Prompt ->
If a line in the data below holds the word "carry", include it in the count. Give only the final number.

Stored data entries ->
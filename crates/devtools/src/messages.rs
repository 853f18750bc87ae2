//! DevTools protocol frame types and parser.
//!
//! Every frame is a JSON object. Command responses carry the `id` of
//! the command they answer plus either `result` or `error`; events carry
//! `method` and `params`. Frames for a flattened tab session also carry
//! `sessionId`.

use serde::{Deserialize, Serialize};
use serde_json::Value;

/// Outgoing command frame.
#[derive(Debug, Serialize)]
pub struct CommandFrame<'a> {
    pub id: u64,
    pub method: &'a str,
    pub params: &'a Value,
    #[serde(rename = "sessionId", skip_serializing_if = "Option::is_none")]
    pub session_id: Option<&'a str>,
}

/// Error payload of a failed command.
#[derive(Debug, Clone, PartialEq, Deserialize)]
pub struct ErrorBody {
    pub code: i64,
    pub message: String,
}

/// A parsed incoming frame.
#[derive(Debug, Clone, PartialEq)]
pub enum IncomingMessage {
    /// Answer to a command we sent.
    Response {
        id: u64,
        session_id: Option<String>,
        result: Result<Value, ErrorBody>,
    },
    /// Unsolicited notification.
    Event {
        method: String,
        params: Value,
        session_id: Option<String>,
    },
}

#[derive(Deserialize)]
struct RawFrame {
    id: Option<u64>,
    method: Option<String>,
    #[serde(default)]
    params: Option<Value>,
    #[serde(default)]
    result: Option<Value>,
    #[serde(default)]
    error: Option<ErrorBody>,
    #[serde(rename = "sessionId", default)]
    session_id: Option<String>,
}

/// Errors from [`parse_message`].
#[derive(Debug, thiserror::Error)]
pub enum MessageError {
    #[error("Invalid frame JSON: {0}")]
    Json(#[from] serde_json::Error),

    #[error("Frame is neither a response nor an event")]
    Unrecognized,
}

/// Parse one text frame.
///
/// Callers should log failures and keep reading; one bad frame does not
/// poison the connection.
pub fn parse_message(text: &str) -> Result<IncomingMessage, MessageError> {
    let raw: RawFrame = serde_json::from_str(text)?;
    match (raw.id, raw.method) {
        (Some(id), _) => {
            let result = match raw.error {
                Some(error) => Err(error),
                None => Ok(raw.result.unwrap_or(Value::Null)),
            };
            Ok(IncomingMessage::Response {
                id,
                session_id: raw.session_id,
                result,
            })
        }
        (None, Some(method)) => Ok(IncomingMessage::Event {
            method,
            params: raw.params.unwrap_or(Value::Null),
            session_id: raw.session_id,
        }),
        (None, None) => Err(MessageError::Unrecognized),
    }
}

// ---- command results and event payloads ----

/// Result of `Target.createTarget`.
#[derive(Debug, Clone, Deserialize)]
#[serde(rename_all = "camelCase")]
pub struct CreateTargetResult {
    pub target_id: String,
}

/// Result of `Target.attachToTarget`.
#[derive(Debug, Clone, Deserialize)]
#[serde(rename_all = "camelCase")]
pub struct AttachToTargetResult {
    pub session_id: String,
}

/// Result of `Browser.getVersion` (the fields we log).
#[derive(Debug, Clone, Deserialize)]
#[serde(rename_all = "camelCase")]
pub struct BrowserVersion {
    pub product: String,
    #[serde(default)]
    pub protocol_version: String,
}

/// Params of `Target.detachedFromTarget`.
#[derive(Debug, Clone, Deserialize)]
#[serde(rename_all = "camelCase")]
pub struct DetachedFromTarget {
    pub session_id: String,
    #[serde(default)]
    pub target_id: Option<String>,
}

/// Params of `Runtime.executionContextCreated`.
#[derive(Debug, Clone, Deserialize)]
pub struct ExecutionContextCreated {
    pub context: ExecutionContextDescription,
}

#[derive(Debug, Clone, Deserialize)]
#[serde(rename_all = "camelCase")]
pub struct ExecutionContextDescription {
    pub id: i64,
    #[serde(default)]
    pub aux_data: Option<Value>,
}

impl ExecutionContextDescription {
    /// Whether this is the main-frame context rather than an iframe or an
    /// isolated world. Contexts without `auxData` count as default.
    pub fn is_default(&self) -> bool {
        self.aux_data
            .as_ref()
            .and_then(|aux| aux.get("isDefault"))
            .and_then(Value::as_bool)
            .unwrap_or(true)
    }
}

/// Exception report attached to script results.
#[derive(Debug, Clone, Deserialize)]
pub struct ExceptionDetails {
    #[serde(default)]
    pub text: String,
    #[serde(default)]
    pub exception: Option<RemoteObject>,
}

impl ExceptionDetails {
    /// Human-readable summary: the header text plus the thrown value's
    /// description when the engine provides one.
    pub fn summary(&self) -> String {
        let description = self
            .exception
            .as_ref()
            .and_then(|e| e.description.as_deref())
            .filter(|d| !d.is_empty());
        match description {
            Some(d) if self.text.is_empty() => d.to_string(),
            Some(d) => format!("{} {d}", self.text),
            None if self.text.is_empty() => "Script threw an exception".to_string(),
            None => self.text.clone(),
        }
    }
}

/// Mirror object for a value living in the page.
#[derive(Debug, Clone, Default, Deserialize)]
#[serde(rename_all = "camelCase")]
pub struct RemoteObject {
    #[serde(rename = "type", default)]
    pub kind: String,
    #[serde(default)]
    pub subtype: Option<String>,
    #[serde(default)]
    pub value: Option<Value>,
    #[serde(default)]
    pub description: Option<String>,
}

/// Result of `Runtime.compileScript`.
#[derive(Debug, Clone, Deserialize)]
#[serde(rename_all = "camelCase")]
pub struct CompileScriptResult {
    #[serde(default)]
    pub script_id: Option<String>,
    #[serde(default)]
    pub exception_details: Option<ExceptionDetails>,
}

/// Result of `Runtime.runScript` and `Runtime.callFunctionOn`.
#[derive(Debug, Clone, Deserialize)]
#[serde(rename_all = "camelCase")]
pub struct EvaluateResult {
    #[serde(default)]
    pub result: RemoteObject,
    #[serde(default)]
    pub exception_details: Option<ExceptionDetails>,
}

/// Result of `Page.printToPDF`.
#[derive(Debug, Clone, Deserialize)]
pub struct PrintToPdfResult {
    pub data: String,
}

Answer below ->
3